Une turbine de 8 MW est gourmande en vent. Trop gourmande pour les sites français, dont les mouvements de masse d'air ne sont pas suffisants pour la faire tourner à plein régime sur la distance. Si elle pourrait éventuellement trouver sa place dans des mers où le vent souffle plus fort, elle n'est pas taillée pour le littoral hexagonal.

En d’autres termes, le projet GDF Suez - Areva, s’il affiche apparemment des ambitions élevées, propose d’ériger moins d’éoliennes, plus puissantes dans l’absolu, mais occupant vraisemblablement davantage d’espace en mer et risquant fort de tourner au ralenti sur l’ensemble de l’année. Et donc de proposer une énergie plus chère pour le consommateur final, le compromis coût d'installation/puissance générée/conditions climatiques n’étant pas optimisé. Un hic d'importance, quand on sait que les précédentes offres de GDF - Suez avaient déjà été retoquées pour leur coût trop élevé.

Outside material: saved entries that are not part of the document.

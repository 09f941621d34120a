//! HDMI-CEC smoke-test tool

use std::{fmt, path::PathBuf};

use anyhow::{Context, Result};
use cec::{events, Cec, Config, EventMask, LogicalAddress, PhysicalAddress, StreamPath};
use clap::{ArgAction, Parser, Subcommand, ValueEnum};
use log::debug;

mod handlers;

#[derive(Clone, Parser, Debug)]
#[command(version, author, about)]
struct Opts {
    /// Verbosity level. -v also prints libcec's own log messages, -vv and -vvv show more detail
    #[arg(short, long, action = ArgAction::Count)]
    verbose: u8,

    /// Output response format
    #[arg(long = "output", short = 'o', value_enum, default_value_t = OutputFormat::Text)]
    output_format: OutputFormat,

    /// Configuration file
    #[arg(long, env = "CEC_CONFIG")]
    config: Option<PathBuf>,

    /// Use a simulated bus instead of libcec
    #[arg(long)]
    mock: bool,

    /// Adapter to open instead of the first detected one
    #[arg(long, env = "CEC_PORT")]
    port: Option<String>,

    #[command(subcommand)]
    subcmd: Option<SubCommand>,
}

#[derive(Clone, Subcommand, Debug)]
enum SubCommand {
    /// List the attached CEC adapters
    Adapters,

    /// Print the attributes of a device, optionally toggling its power
    Info {
        /// Logical address of the device
        #[arg(default_value = "0")]
        address: LogicalAddress,

        /// Power the device on, then put it into standby
        #[arg(long)]
        power_test: bool,

        /// Seconds given to the device to change its power state
        #[arg(long)]
        settle: Option<u64>,
    },

    /// Print every event received while the adapter is open
    Callbacks {
        /// Seconds to listen once initialized
        #[arg(long, default_value_t = 10)]
        wait: u64,

        /// Seconds between registering the callback and initializing
        #[arg(long, default_value_t = 2)]
        delay: u64,

        /// Also print libcec's log messages
        #[arg(long)]
        with_log: bool,
    },

    /// List the active devices on the bus
    Devices,

    /// Control the power state of a device
    Power {
        #[command(subcommand)]
        cmd: PowerCommand,
    },

    /// Control the volume of the audio system
    Volume {
        #[command(subcommand)]
        cmd: VolumeCommand,
    },

    /// Switch the active stream to a logical address (0-15) or a physical address (a.b.c.d)
    StreamPath { target: StreamPath },

    /// Set the physical address of the adapter
    PhysicalAddress { address: PhysicalAddress },

    /// Set the HDMI port the adapter is connected to
    Port {
        /// Logical address of the device the adapter is plugged into
        device: LogicalAddress,
        /// HDMI port number [0, 15]
        port: u8,
    },

    /// Persist the current configuration in the adapter's eeprom
    PersistConfig,
}

#[derive(Clone, Subcommand, Debug)]
enum PowerCommand {
    On {
        #[arg(default_value = "0")]
        address: LogicalAddress,
    },
    Standby {
        #[arg(default_value = "0")]
        address: LogicalAddress,
    },
    Status {
        #[arg(default_value = "0")]
        address: LogicalAddress,
    },
}

#[derive(Clone, Subcommand, Debug)]
enum VolumeCommand {
    Up,
    Down,
    Mute,
}

#[derive(Clone, Copy, Debug, PartialEq, Eq, ValueEnum)]
pub enum OutputFormat {
    Text,
    Json,
    #[value(name = "jsonline")]
    JsonLine,
}

impl OutputFormat {
    pub fn format<T>(self, obj: &T) -> Result<String>
    where
        T: serde::Serialize + fmt::Display,
    {
        Ok(match self {
            OutputFormat::Text => format!("{}", obj),
            OutputFormat::Json => serde_json::to_string_pretty(obj)?,
            OutputFormat::JsonLine => serde_json::to_string(obj)?,
        })
    }
}

fn init_logging(verbose: u8) {
    let level = match verbose {
        0 => "warn",
        1 => "info",
        2 => "debug",
        _ => "trace",
    };
    env_logger::Builder::from_env(env_logger::Env::default().default_filter_or(level)).init();
}

fn load_config(opts: &Opts) -> Result<Config> {
    let mut config = match &opts.config {
        Some(path) => Config::load(path)
            .with_context(|| format!("couldn't load configuration from {}", path.display()))?,
        None => Config::default(),
    };
    if let Some(port) = &opts.port {
        config.port = Some(port.clone());
    }
    Ok(config)
}

#[cfg(feature = "libcec")]
fn make_session(opts: &Opts, config: Config) -> Result<Cec> {
    use cec::backend::{libcec::LibCec, mock::MockBackend};

    if opts.mock {
        return Ok(Cec::new(MockBackend::from_config(&config), config));
    }
    let backend = LibCec::new(&config).context("couldn't initialize libcec")?;
    Ok(Cec::new(backend, config))
}

#[cfg(not(feature = "libcec"))]
fn make_session(opts: &Opts, config: Config) -> Result<Cec> {
    use cec::backend::mock::MockBackend;

    if !opts.mock {
        anyhow::bail!("this build doesn't include libcec support, rebuild with `--features libcec` or pass --mock");
    }
    Ok(Cec::new(MockBackend::from_config(&config), config))
}

#[tokio::main]
async fn main() -> Result<()> {
    let opts: Opts = Opts::parse();
    init_logging(opts.verbose);

    let config = load_config(&opts)?;
    let cec = make_session(&opts, config)?;
    debug!("libcec version: {:?}", cec::CEC_LIB_VERSION);

    if opts.verbose > 0 {
        cec.add_callback(EventMask::LOG, events::forward_to_log)?;
    }

    let result = handlers::run_command(&cec, opts.subcmd, opts.output_format).await;
    cec.close();
    result
}

#[cfg(test)]
mod test {
    use super::*;

    #[test]
    fn test_output_formats() {
        let opts = Opts::try_parse_from(["cec", "-o", "jsonline", "adapters"]).unwrap();
        assert_eq!(opts.output_format, OutputFormat::JsonLine);

        let opts = Opts::try_parse_from(["cec", "--output", "json"]).unwrap();
        assert_eq!(opts.output_format, OutputFormat::Json);
        assert!(opts.subcmd.is_none());

        assert!(Opts::try_parse_from(["cec", "-o", "json-line"]).is_err());
    }

    #[test]
    fn test_addresses() {
        let opts = Opts::try_parse_from(["cec", "--mock", "info", "5", "--power-test"]).unwrap();
        assert!(opts.mock);
        match opts.subcmd {
            Some(SubCommand::Info {
                address,
                power_test,
                settle,
            }) => {
                assert_eq!(address, LogicalAddress::AUDIO_SYSTEM);
                assert!(power_test);
                assert_eq!(settle, None);
            }
            other => panic!("unexpected subcommand: {:?}", other),
        }

        assert!(Opts::try_parse_from(["cec", "info", "16"]).is_err());
        assert!(Opts::try_parse_from(["cec", "stream-path", "1.0.0.0"]).is_ok());
        assert!(Opts::try_parse_from(["cec", "physical-address", "1.0.0"]).is_err());
    }
}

De façon générale, l'éolien a aujourd'hui atteint une forme de maturité technique malgré son jeune âge. On se l'expliquera facilement en considérant que l'élaboration de ces moulins usinés est calquée sur celle des avions. Ce glissement de la science aéronautique à d'autres fins permet de s'appuyer sur le savoir accumulé depuis des décennies dans la construction des ailes (pales) et des boîtes de vitesse (nacelle). Et invalide de fait les projets péchant par excès d'ambition, en permettant grâce à l'expérience de se faire une bonne idée des besoins de telle ou telle région, et de la façon la plus ajustée d'y répondre.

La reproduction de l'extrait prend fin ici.